Task prompt: Transcribe exactly the line containing "bootstrap CRD Definitions" plus every later line in the data.

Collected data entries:
+ + +

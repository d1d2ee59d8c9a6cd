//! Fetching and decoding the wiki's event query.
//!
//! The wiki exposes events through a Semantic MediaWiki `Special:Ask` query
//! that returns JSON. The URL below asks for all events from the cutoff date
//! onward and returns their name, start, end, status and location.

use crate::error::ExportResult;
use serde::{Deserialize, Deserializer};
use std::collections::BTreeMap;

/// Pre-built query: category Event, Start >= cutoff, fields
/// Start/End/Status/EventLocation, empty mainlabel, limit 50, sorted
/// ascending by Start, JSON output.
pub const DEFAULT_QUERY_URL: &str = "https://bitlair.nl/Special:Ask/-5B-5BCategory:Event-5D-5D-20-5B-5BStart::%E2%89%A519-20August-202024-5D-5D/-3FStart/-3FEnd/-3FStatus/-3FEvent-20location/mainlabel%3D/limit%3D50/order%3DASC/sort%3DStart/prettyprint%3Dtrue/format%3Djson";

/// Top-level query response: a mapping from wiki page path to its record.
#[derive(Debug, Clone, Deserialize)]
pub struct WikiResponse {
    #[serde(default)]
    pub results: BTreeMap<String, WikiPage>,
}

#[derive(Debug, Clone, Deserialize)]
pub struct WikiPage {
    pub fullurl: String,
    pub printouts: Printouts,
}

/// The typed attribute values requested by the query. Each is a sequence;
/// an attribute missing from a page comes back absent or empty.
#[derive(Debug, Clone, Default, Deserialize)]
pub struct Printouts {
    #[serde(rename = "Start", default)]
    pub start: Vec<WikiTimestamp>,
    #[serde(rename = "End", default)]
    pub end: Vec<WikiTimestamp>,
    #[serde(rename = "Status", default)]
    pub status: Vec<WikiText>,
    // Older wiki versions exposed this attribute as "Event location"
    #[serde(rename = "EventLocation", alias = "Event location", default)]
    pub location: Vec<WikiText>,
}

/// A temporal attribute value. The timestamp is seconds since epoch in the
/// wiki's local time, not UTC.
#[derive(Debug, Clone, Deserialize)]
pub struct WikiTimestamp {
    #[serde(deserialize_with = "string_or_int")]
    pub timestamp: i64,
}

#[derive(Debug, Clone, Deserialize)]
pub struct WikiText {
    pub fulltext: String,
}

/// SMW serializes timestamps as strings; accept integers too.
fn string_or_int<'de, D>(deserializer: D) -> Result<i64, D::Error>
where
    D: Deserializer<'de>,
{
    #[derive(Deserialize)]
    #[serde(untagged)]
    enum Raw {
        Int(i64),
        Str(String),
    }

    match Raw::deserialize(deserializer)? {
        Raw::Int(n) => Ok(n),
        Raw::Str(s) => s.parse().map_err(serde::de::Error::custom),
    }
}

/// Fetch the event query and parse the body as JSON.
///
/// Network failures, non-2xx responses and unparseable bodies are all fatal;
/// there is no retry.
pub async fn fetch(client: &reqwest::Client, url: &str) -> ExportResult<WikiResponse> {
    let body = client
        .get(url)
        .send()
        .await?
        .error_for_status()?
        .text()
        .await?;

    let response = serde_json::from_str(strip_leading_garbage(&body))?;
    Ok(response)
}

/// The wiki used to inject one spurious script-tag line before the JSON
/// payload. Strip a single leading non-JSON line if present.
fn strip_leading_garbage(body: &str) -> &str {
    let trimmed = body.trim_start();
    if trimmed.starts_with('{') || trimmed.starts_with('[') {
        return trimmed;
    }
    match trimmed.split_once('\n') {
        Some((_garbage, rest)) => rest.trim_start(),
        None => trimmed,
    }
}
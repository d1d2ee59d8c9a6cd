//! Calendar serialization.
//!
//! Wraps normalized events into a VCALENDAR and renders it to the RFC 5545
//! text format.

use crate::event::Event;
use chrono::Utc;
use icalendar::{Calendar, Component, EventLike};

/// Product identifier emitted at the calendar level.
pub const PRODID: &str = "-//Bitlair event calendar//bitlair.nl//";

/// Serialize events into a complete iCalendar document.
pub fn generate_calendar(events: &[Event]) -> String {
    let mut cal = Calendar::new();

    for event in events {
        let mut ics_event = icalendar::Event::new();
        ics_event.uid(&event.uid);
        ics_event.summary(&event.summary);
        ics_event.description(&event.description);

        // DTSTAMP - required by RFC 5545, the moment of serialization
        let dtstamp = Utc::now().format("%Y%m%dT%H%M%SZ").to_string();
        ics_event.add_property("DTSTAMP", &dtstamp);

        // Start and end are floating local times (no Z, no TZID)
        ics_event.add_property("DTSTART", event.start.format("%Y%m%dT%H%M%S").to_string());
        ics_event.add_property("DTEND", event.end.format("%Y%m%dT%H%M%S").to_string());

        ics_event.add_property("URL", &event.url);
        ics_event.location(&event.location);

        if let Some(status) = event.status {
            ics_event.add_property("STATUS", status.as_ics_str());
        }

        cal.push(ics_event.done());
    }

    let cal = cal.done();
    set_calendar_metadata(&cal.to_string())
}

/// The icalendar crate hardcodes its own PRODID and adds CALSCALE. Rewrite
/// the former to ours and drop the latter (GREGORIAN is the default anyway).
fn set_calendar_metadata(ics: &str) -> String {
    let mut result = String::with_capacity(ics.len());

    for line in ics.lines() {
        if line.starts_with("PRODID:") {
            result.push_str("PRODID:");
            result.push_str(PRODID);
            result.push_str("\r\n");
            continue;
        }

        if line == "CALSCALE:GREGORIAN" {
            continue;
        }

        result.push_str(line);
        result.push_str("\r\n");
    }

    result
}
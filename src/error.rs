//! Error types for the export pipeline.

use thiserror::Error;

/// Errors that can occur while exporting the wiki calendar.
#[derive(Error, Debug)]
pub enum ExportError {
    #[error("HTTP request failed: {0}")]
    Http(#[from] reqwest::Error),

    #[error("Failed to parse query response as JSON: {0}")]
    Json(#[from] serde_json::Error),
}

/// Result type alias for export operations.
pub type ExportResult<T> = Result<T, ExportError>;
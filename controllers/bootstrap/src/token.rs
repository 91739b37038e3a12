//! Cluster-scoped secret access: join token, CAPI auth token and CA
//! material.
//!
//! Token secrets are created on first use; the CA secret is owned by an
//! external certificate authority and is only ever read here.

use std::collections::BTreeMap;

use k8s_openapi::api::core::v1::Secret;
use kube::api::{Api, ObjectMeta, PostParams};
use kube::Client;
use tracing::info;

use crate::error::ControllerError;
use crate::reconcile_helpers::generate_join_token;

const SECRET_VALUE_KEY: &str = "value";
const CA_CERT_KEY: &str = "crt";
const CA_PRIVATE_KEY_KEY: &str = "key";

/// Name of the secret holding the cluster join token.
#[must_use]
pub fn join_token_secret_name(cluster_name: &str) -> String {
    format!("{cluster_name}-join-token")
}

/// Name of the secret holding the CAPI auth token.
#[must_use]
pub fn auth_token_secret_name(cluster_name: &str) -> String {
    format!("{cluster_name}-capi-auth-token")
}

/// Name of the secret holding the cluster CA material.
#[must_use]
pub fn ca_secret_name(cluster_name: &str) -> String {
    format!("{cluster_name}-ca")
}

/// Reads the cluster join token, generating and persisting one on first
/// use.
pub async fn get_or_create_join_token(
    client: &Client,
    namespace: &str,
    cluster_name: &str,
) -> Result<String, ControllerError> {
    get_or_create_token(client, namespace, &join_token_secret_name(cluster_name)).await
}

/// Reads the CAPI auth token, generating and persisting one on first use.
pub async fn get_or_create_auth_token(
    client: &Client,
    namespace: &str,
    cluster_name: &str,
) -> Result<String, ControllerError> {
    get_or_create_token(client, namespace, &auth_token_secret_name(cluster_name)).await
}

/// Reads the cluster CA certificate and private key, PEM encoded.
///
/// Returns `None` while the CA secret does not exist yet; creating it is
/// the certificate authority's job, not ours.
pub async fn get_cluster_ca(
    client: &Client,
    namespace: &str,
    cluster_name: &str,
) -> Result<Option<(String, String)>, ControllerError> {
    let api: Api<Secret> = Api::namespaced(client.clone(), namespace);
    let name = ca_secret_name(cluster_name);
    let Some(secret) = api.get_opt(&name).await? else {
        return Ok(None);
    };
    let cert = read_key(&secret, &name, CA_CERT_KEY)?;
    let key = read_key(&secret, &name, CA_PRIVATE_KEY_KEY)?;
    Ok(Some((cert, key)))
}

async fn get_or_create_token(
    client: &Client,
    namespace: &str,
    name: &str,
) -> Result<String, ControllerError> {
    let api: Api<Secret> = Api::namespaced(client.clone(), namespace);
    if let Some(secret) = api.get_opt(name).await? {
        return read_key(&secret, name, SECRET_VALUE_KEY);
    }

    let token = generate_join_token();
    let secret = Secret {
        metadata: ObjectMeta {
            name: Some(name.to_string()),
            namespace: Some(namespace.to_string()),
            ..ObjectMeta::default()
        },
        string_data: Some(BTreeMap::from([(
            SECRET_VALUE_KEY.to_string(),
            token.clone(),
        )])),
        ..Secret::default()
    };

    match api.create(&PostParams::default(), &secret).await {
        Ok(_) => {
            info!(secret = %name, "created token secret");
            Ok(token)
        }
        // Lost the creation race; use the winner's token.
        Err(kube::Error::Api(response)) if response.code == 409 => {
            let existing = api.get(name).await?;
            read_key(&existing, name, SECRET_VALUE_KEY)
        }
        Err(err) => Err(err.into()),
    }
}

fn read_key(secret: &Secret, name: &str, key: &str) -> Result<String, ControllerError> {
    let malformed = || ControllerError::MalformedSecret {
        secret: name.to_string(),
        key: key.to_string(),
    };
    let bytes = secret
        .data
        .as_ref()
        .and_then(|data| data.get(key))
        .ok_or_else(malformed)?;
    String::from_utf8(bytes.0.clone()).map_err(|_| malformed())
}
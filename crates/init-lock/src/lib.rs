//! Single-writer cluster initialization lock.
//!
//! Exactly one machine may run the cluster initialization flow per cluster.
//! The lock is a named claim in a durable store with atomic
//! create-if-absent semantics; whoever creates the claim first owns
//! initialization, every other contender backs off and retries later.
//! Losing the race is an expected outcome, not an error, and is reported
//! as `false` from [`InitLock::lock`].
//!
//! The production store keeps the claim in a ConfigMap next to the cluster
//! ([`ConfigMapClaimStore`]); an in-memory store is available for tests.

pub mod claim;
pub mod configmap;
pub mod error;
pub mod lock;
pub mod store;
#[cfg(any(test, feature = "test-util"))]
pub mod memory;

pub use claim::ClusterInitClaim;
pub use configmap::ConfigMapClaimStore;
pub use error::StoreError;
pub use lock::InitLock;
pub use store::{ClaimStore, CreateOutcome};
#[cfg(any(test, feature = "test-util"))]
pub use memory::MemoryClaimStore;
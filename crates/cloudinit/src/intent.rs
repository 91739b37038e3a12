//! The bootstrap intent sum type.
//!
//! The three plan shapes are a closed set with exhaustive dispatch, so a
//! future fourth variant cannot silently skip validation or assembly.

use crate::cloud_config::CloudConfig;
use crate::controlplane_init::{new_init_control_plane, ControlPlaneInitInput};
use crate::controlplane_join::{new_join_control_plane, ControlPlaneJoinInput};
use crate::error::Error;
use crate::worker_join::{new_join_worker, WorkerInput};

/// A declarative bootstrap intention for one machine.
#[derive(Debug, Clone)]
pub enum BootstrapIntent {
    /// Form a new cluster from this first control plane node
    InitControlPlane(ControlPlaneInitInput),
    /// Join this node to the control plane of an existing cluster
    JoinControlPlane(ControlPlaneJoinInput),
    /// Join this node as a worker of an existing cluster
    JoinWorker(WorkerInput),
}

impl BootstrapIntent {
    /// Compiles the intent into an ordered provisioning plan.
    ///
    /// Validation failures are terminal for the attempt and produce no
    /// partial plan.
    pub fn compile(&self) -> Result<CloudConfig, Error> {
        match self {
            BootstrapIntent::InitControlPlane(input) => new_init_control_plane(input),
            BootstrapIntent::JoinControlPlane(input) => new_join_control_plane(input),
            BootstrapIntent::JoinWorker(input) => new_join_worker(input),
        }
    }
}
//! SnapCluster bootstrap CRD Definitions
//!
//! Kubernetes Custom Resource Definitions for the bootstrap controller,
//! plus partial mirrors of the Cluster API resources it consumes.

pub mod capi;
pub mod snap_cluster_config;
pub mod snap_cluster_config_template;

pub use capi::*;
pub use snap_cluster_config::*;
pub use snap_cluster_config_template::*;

+ + +

Response area:
//! SnapCluster bootstrap CRD Definitions
//!
//! Kubernetes Custom Resource Definitions for the bootstrap controller,
//! plus partial mirrors of the Cluster API resources it consumes.

pub mod capi;
pub mod snap_cluster_config;
pub mod snap_cluster_config_template;

pub use capi::*;
pub use snap_cluster_config::*;
pub use snap_cluster_config_template::*;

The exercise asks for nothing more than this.